From Employee To Entrepreneur or Investor? - MrMan

I want to quit my job, but I am scared. I have enough money saved to possibly invest in other small companies or to pursue some kind of active investment strategy. I am a programmer, not a business person as such, and have never had my own company. Can anyone succinctly give some hints as to how they made the transition from employee to self-sufficiency? My instinct is to sidestep the operational risk that comes with direct involvement in a startup, by investing in other ventures. Is that an untrustworthy instinct?
======
mgkimsal
Ultimately this comes down to 'it depends' (on your personality and skills and
such).

Personally, I'd 'invest' in your own business first - give that a shot.
There's obviously a lot of operational stuff you may need to get involved in,
but if you've got the money, outsource that. Hire people to do it, but retain
the control to direct them as you see fit. This would be similar to investing
in another company, you just likely won't have as much control over that other
company as you would your own.

On the other hand, investing in someone else's passion may be a better fit for
you. I'm not at the stage where I would take that approach - I prefer to have
too much control over things, and not sure I'd have that control investing in
someone else's business.

What sorts of businesses are you looking at?

------
chipsy
It's (mostly) a tradeoff of time, investment size, and risk/type of risk. Your
investment strategy also determines your lifestyle to some extent. If you're
completely hands-off with your money, you may get bored very quickly.

If you're very distant from a company(e.g. a publicly traded stock) you are
only required to put money in a portfolio and start clicking "buy" and "sell."
All time apart from that is in the research and due diligence that will make
buy/sell actions profitable. This is simple enough if you're working with a
portfolio of large-cap, heavily traded companies.

But if you try to achieve a return similar to an early-stage startup on the
markets, you generally have to look at tiny companies with low information and
regulatory scrutiny; and the market for a penny stock is rarely fair and
orderly, it's more likely to become an explosive, melodramatic war involving
some combination of institutional manipulators(hedge funds and colluding
market-makers), a corrupt company CEO, paid promoters and bashers on message
boards, and stock flippers that rush in trying for the quick money. i.e. it's
great if you enjoy theatrics with your gambling, or wish to learn the feeling
of being a bag-holder.

(I excluded day-trading from this analysis; it's both so difficult to learn
that most people dismiss it out of hand, and - once you do have a system, and
emotions are out of the way - it's also kind of boring as a way to grow your
investment.
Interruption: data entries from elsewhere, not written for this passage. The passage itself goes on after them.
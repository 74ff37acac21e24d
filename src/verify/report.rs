//! Consistency report types, console summary and JSON export.

use chrono::{NaiveDateTime, Utc};
use serde::{Deserialize, Serialize};
use std::fs;
use std::path::Path;

use crate::logging::FailureType;
use crate::model::{OutputTree, Resolution, SubKey, TrendsError};
use crate::verify::reconcile::{Reconciliation, StationSource};

// ============================================================================
// Findings
// ============================================================================

/// A non-fatal observation about the artifact trees.
#[derive(Debug, Clone, PartialEq, Serialize, Deserialize)]
pub enum Finding {
    /// A station is not present in every station source for one key.
    CoverageMismatch {
        tree: OutputTree,
        period: String,
        sub_key: SubKey,
        station_id: String,
        present_in: Vec<StationSource>,
        missing_from: Vec<StationSource>,
    },
    /// Observed and model series disagree about where values are missing.
    MissingnessParityViolation {
        station_id: String,
        mismatched: usize,
        obs_missing: usize,
        mod_missing: usize,
    },
}

impl Finding {
    /// Coverage gaps are routine (stations without enough data); parity
    /// violations mean the collocation or masking step misbehaved.
    pub fn failure_type(&self) -> FailureType {
        match self {
            Finding::CoverageMismatch { .. } => FailureType::Expected,
            Finding::MissingnessParityViolation { .. } => FailureType::Unexpected,
        }
    }
}

// ============================================================================
// Report
// ============================================================================

/// Station reconciliation for one tree, period and sub-key.
#[derive(Debug, Clone, PartialEq, Serialize, Deserialize)]
pub struct CoverageCheck {
    pub tree: OutputTree,
    pub period: String,
    pub sub_key: SubKey,
    pub reconciliation: Reconciliation,
}

#[derive(Debug, Clone, PartialEq, Serialize, Deserialize)]
pub struct ParityViolation {
    pub station_id: String,
    pub aligned: usize,
    pub mismatched: usize,
    pub obs_missing: usize,
    pub mod_missing: usize,
    pub first_mismatch: Option<NaiveDateTime>,
}

/// A sitemeta station with no trend row for any key of a tree.
#[derive(Debug, Clone, PartialEq, Eq, Serialize, Deserialize)]
pub struct EscalatedStation {
    pub tree: OutputTree,
    pub station_id: String,
}

#[derive(Debug, Clone, Default, PartialEq, Serialize, Deserialize)]
pub struct ConsistencySummary {
    pub coverage_checks: usize,
    pub inconsistent_checks: usize,
    pub coverage_mismatches: usize,
    pub parity_checked: usize,
    pub parity_violations: usize,
    pub escalated: usize,
}

#[derive(Debug, Clone, PartialEq, Serialize, Deserialize)]
pub struct ConsistencyReport {
    pub timestamp: String,
    pub variable: String,
    pub resolution: Resolution,
    pub sitemeta_stations: usize,
    pub coverage: Vec<CoverageCheck>,
    pub parity_checked: usize,
    pub parity_violations: Vec<ParityViolation>,
    pub escalated_stations: Vec<EscalatedStation>,
    pub summary: ConsistencySummary,
}

impl ConsistencyReport {
    pub fn new(variable: &str, resolution: Resolution) -> Self {
        Self {
            timestamp: Utc::now().to_rfc3339(),
            variable: variable.to_string(),
            resolution,
            sitemeta_stations: 0,
            coverage: Vec::new(),
            parity_checked: 0,
            parity_violations: Vec::new(),
            escalated_stations: Vec::new(),
            summary: ConsistencySummary::default(),
        }
    }

    /// Total stations reported across all coverage checks.
    pub fn coverage_mismatch_count(&self) -> usize {
        self.coverage
            .iter()
            .map(|check| check.reconciliation.discrepancies.len())
            .sum()
    }

    /// Every finding, coverage mismatches first.
    pub fn findings(&self) -> Vec<Finding> {
        let coverage = self.coverage.iter().flat_map(|check| {
            check
                .reconciliation
                .discrepancies
                .iter()
                .map(move |d| Finding::CoverageMismatch {
                    tree: check.tree,
                    period: check.period.clone(),
                    sub_key: check.sub_key.clone(),
                    station_id: d.station_id.clone(),
                    present_in: d.present_in.clone(),
                    missing_from: d.missing_from.clone(),
                })
        });
        let parity = self.parity_violations.iter().map(|v| Finding::MissingnessParityViolation {
            station_id: v.station_id.clone(),
            mismatched: v.mismatched,
            obs_missing: v.obs_missing,
            mod_missing: v.mod_missing,
        });
        coverage.chain(parity).collect()
    }

    /// Parity violations or escalated stations.
    pub fn has_defects(&self) -> bool {
        !self.parity_violations.is_empty() || !self.escalated_stations.is_empty()
    }

    /// Recomputes the summary counters from the collected results.
    pub fn finalize(&mut self) {
        self.summary = ConsistencySummary {
            coverage_checks: self.coverage.len(),
            inconsistent_checks: self
                .coverage
                .iter()
                .filter(|check| !check.reconciliation.is_consistent())
                .count(),
            coverage_mismatches: self.coverage_mismatch_count(),
            parity_checked: self.parity_checked,
            parity_violations: self.parity_violations.len(),
            escalated: self.escalated_stations.len(),
        };
    }
}

// ============================================================================
// Output
// ============================================================================

pub fn print_summary(reports: &[ConsistencyReport]) {
    println!("\n═══════════════════════════════════════════════════════════");
    println!("📊 CONSISTENCY SUMMARY");
    println!("═══════════════════════════════════════════════════════════");
    println!();

    for report in reports {
        let s = &report.summary;
        let status = if report.has_defects() {
            "✗"
        } else if s.coverage_mismatches > 0 {
            "⚠"
        } else {
            "✓"
        };
        println!(
            "{} {:<16} {:>4} stations  {:>3}/{} checks clean  {} parity violation(s)  {} escalated",
            status,
            report.variable,
            report.sitemeta_stations,
            s.coverage_checks - s.inconsistent_checks,
            s.coverage_checks,
            s.parity_violations,
            s.escalated
        );
        for escalated in &report.escalated_stations {
            println!("    ✗ {} has no trend rows in {}", escalated.station_id, escalated.tree);
        }
        for violation in &report.parity_violations {
            println!(
                "    ✗ {} missingness differs at {}/{} timestamps (obs missing {}, model missing {})",
                violation.station_id,
                violation.mismatched,
                violation.aligned,
                violation.obs_missing,
                violation.mod_missing
            );
        }
    }
    println!();

    let clean = reports
        .iter()
        .filter(|r| !r.has_defects() && r.summary.coverage_mismatches == 0)
        .count();
    println!("Fully consistent variables: {}/{}", clean, reports.len());
    println!("═══════════════════════════════════════════════════════════");
}

/// Writes all reports as one pretty-printed JSON array.
pub fn write_report_json(path: &Path, reports: &[ConsistencyReport]) -> Result<(), TrendsError> {
    let json = serde_json::to_string_pretty(reports)
        .map_err(|e| TrendsError::io(path, std::io::Error::other(e)))?;
    if let Some(parent) = path.parent() {
        if !parent.as_os_str().is_empty() {
            fs::create_dir_all(parent).map_err(|e| TrendsError::io(parent, e))?;
        }
    }
    fs::write(path, json).map_err(|e| TrendsError::io(path, e))
}
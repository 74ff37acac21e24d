/// Read window covering a set of analysis periods.
///
/// Periods include both end years, but the window handed to readers is
/// left-inclusive and right-exclusive. It starts one year before the earliest
/// period so the winter season of the first year (which includes the previous
/// December) is available, and stops one year after the latest period end.

use crate::model::{AnalysisPeriod, TrendsError};

/// Year bounds of the data to read: `start_year` included, `stop_year` excluded.
#[derive(Debug, Clone, Copy, PartialEq, Eq)]
pub struct ReadWindow {
    pub start_year: i32,
    pub stop_year: i32,
}

impl ReadWindow {
    /// Whether `year` falls inside the window.
    pub fn contains_year(&self, year: i32) -> bool {
        year >= self.start_year && year < self.stop_year
    }
}

/// Numeric read window for `periods`.
pub fn read_window(periods: &[AnalysisPeriod]) -> Result<ReadWindow, TrendsError> {
    let first = periods.iter().map(|p| p.start).min();
    let last = periods.iter().map(|p| p.end).max();
    match (first, last) {
        (Some(first), Some(last)) => Ok(ReadWindow {
            start_year: first - 1,
            stop_year: last + 1,
        }),
        _ => Err(TrendsError::InvalidConfiguration(
            "cannot derive a read window from an empty period list".to_string(),
        )),
    }
}

/// Start and stop year labels of the read window, e.g. `("1999", "2020")`.
pub fn years_to_read(periods: &[AnalysisPeriod]) -> Result<(String, String), TrendsError> {
    let window = read_window(periods)?;
    Ok((window.start_year.to_string(), window.stop_year.to_string()))
}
But if you approach it extremely patiently and systematically, it
can work very well.)

So then, if you want a better chance of early-stage returns, you can probably
do well as an angel. To do so means giving up a lot more time to meet the
company leadership and work out a deal and monitor them, and it means having
the funds available to have accredited investor status(which you presumably
do). I'm not one to comment further on this, since I'm not in a position to be
an angel. But I've tried everything else.

If you want the most direct control over your financial destiny, want to learn
_all_ aspects of business, and want to continue doing some kind of work, you'd
do best starting your own company. It doesn't have to be a web startup. It
doesn't have to use a lot of initial capital either. You just need to be
focused enough to create the all-important "something people will want" and
not stray away into a hobby project or pure research. This can be as simple as
buying up a form of property(physical, IP, etc.) that you think will gain
value, and then working or paying some money to perform the actual
developments/improvements; done well, this could be a lot less risky than
betting on an idea and some founders.

The best part about the start-a-company option is that your risk is more
incremental. You can try lots of things, as long as you don't spend too much
on any one of them, and the whole time you are going to make money, learn
something, or both, which is a great feeling. And you can pair up a business-
building strategy with investments in public markets fairly easily, since
money in the market is generally pretty liquid.